You’re reading a free article with opinions that may differ from The Motley Fool’s Premium Investing Services. Become a Motley Fool member today to get instant access to our top analyst recommendations, in-depth research, investing resources, and more. Learn More.

The UK isn’t usually thought of as being at the vanguard of Environmental, Social and Governance (ESG) investing. So, it may be surprising to learn that nine of the 65 global companies listed by Sustainalytics as having ‘elite’ or the top ESG ratings are UK shares.  

With that being the case, here are two London-listed stocks with solid ESG credentials I’d buy with an investment of £3,000 today. 

UK shares on offer 

The first company I’d buy is Burberry (LSE: BRBY).  While the luxury fashion house operates in a high-risk industry where working conditions are under increasing scrutiny, the company has a high ESG rating. It has targets to procure 100% sustainable cotton and source 100% of leather from tanneries with environmental, traceability and social compliance certifications by 2022.

What’s more, in its 2019/20 financial year, Burberry reduced its market-based emissions by 86% from 2016/17 levels. It procured 83% of its total energy from renewable sources. It’s now carbon neutral across 85% of its site globally. 

On top of these initiatives, Burberry is also a principal partner of The Living Wage Foundation and a member of the Global Living Wage Initiative steering group.
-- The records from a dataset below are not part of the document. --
//! Configuration structures for LBaaS clients.
//!
//! [`LbaasClientConfig`] is the serializable, validated description of where
//! the networking endpoint lives and how to talk to it. It is turned into a
//! transport with [`ServiceClientBuilder::from_config`](crate::ServiceClientBuilder::from_config).

use crate::Error;
use serde::{Deserialize, Serialize};
use std::time::Duration;
use validator::Validate;

/// Configuration for an LBaaS client instance.
#[derive(Debug, Clone, Serialize, Deserialize, Validate)]
pub struct LbaasClientConfig {
    /// Networking service endpoint (e.g. "https://network.example.com/v2.0/")
    #[validate(url)]
    pub endpoint: String,

    /// Pre-issued token sent as `X-Auth-Token`
    #[serde(default, skip_serializing)]
    pub token: Option<String>,

    /// Whether to verify TLS certificates
    #[serde(default = "default_tls_verify")]
    pub tls_verify: bool,

    /// Optional path to custom CA certificate
    #[serde(default, skip_serializing_if = "Option::is_none")]
    pub tls_ca_cert: Option<std::path::PathBuf>,

    /// Request timeout in seconds
    #[validate(range(min = 1, max = 300))]
    #[serde(default = "default_request_timeout_secs")]
    pub request_timeout_secs: u64,
}

const fn default_tls_verify() -> bool {
    true
}

const fn default_request_timeout_secs() -> u64 {
    30
}

impl LbaasClientConfig {
    /// Create a new client configuration for the given endpoint.
    ///
    /// # Errors
    ///
    /// Returns an error if the URL is invalid or validation fails.
    pub fn new(endpoint: impl Into<String>) -> Result<Self, Error> {
        let config = Self {
            endpoint: endpoint.into(),
            token: None,
            tls_verify: default_tls_verify(),
            tls_ca_cert: None,
            request_timeout_secs: default_request_timeout_secs(),
        };

        config
            .validate()
            .map_err(|e| Error::ConfigError(format!("Invalid configuration: {e}")))?;

        Ok(config)
    }

    /// Set the token forwarded with every request.
    #[must_use]
    pub fn with_token(mut self, token: impl Into<String>) -> Self {
        self.token = Some(token.into());
        self
    }

    /// Set whether to verify TLS certificates.
    #[must_use]
    pub const fn with_tls_verify(mut self, verify: bool) -> Self {
        self.tls_verify = verify;
        self
    }

    /// Set custom CA certificate path.
    #[must_use]
    pub fn with_ca_cert(mut self, path: std::path::PathBuf) -> Self {
        self.tls_ca_cert = Some(path);
        self
    }

    /// Set request timeout in seconds.
    #[must_use]
    pub const fn with_timeout(mut self, seconds: u64) -> Self {
        self.request_timeout_secs = seconds;
        self
    }

    /// Get the request timeout as a Duration.
    #[must_use]
    pub const fn timeout(&self) -> Duration {
        Duration::from_secs(self.request_timeout_secs)
    }
}

impl Default for LbaasClientConfig {
    fn default() -> Self {
        Self {
            endpoint: "http://localhost:9696/v2.0/".to_string(),
            token: None,
            tls_verify: default_tls_verify(),
            tls_ca_cert: None,
            request_timeout_secs: default_request_timeout_secs(),
        }
    }
}
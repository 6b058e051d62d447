//! # lbaas-core
//!
//! Shared plumbing for LBaaS v2 (Octavia) resource bindings.
//!
//! Resource crates build on this for everything that is not specific to a
//! single resource: the transport client, option-to-wire translation and
//! linked pagination.
//!
//! ## Modules
//!
//! - [`error`] - Error taxonomy shared by every binding
//! - [`config`] - Validated client configuration
//! - [`client`] - The `ServiceClient` transport and its builder
//! - [`query`] - Query string construction from optional fields
//! - [`body`] - Request body construction under an envelope key
//! - [`result`] - Typed result envelope returned by single-resource calls
//! - [`pagination`] - Linked pagination engine

#![deny(missing_docs)]
#![deny(clippy::all)]
#![warn(clippy::pedantic)]
#![allow(clippy::module_name_repetitions)]

pub mod body;
pub mod client;
pub mod config;
pub mod error;
pub mod pagination;
pub mod query;
pub mod result;

// Re-export commonly used types
pub use client::{RequestOpts, Response, ServiceClient, ServiceClientBuilder};
pub use error::{Error, ErrorKind, Result};
pub use pagination::{LinkedPageBase, Page, PageResult, Pager, Pages};
pub use result::{ApiResult, ResponsePayload};
//! Request body construction.
//!
//! Create and update calls send their options wrapped under a single
//! envelope key, e.g. `{"loadbalancer": {...}}`. Option structs describe
//! their required fields with `validator` and their omitted fields with
//! `#[serde(skip_serializing_if = "Option::is_none")]`.

use crate::{Error, Result};
use serde::Serialize;
use serde_json::{Map, Value};
use validator::Validate;

/// Validate `opts` and serialize it as `{ envelope: { ... } }`.
///
/// # Errors
///
/// Returns [`Error::ValidationError`] when a required field is missing and
/// [`Error::EncodingError`] when `opts` does not serialize to a JSON object.
pub fn build_request_body<T>(opts: &T, envelope: &str) -> Result<Value>
where
    T: Serialize + Validate,
{
    opts.validate()?;

    let fields = match serde_json::to_value(opts) {
        Ok(Value::Object(fields)) => fields,
        Ok(other) => {
            return Err(Error::EncodingError(format!(
                "`{envelope}` options must serialize to an object, got {other}"
            )))
        }
        Err(err) => {
            return Err(Error::EncodingError(format!(
                "Failed to serialize `{envelope}` options: {err}"
            )))
        }
    };

    let mut body = Map::with_capacity(1);
    body.insert(envelope.to_string(), Value::Object(fields));
    Ok(Value::Object(body))
}
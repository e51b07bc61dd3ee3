//! Row renderer: one monitor in, one table row out.
//!
//! Pure: reads the monitor's history and a fresh statistics snapshot,
//! mutates nothing. Calling it twice on unchanged input gives the same row.

use crate::history::HistoryRing;
use crate::monitor::HostMonitor;
use crate::prober::Statistics;

use super::dashboard::{format_loss, format_rtt};
use super::theme::Theme;

/// Display strings for one host.
#[derive(Debug, Clone, PartialEq, Eq)]
pub struct HostRow {
    pub latest: String,
    pub host: String,
    pub packets: String,
    pub loss: String,
    pub min_rtt: String,
    pub avg_rtt: String,
    pub max_rtt: String,
    pub std_dev_rtt: String,
    pub history: String,
}

impl HostRow {
    /// Cells in column order.
    pub fn cells(&self) -> [&str; 9] {
        [
            &self.latest,
            &self.host,
            &self.packets,
            &self.loss,
            &self.min_rtt,
            &self.avg_rtt,
            &self.max_rtt,
            &self.std_dev_rtt,
            &self.history,
        ]
    }
}

pub fn render_row(monitor: &HostMonitor, theme: &Theme) -> HostRow {
    let stats = monitor.statistics();
    let history = monitor.history();

    HostRow {
        latest: theme
            .glyph(history.latest_outcome().unwrap_or(false))
            .to_string(),
        host: host_label(&stats),
        packets: format!("{}/{}", stats.packets_recv, stats.packets_sent),
        loss: format_loss(stats.packet_loss()),
        min_rtt: format_rtt(stats.min_rtt),
        avg_rtt: format_rtt(stats.avg_rtt),
        max_rtt: format_rtt(stats.max_rtt),
        std_dev_rtt: format_rtt(stats.std_dev_rtt),
        history: history_strip(history, theme),
    }
}

/// `host`, or `host(address)` when the host was a name.
pub fn host_label(stats: &Statistics) -> String {
    let ip = stats.ip.to_string();
    if stats.addr == ip {
        stats.addr.clone()
    } else {
        format!("{}({ip})", stats.addr)
    }
}

/// One glyph per retained probe, oldest on the left.
pub fn history_strip(history: &HistoryRing, theme: &Theme) -> String {
    history.iter().map(|e| theme.glyph(e.received)).collect()
}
These actions show the company isn’t  just posturing when it comes to ESG. That’s why it has one of the highest ratings of all UK shares. 

Still, many of the company’s suppliers are based in Asia. This region is notorious for poor working practices and low wages. Therefore, although the enterprise closely monitors its supply chain, it still may have some exposure to unsavoury working practices. Overcoming these issues and maintaining its high standards may be the biggest challenges it faces from an ESG perspective.

Still, despite this risk, I’d buy the firm for my £3,000 portfolio of ESG UK shares. 

Science-based

The other company I’d buy for its impressive ESG credentials is ITV (LSE: ITV). 

This corporation is in a unique position when it comes to pushing forward ESG initiatives.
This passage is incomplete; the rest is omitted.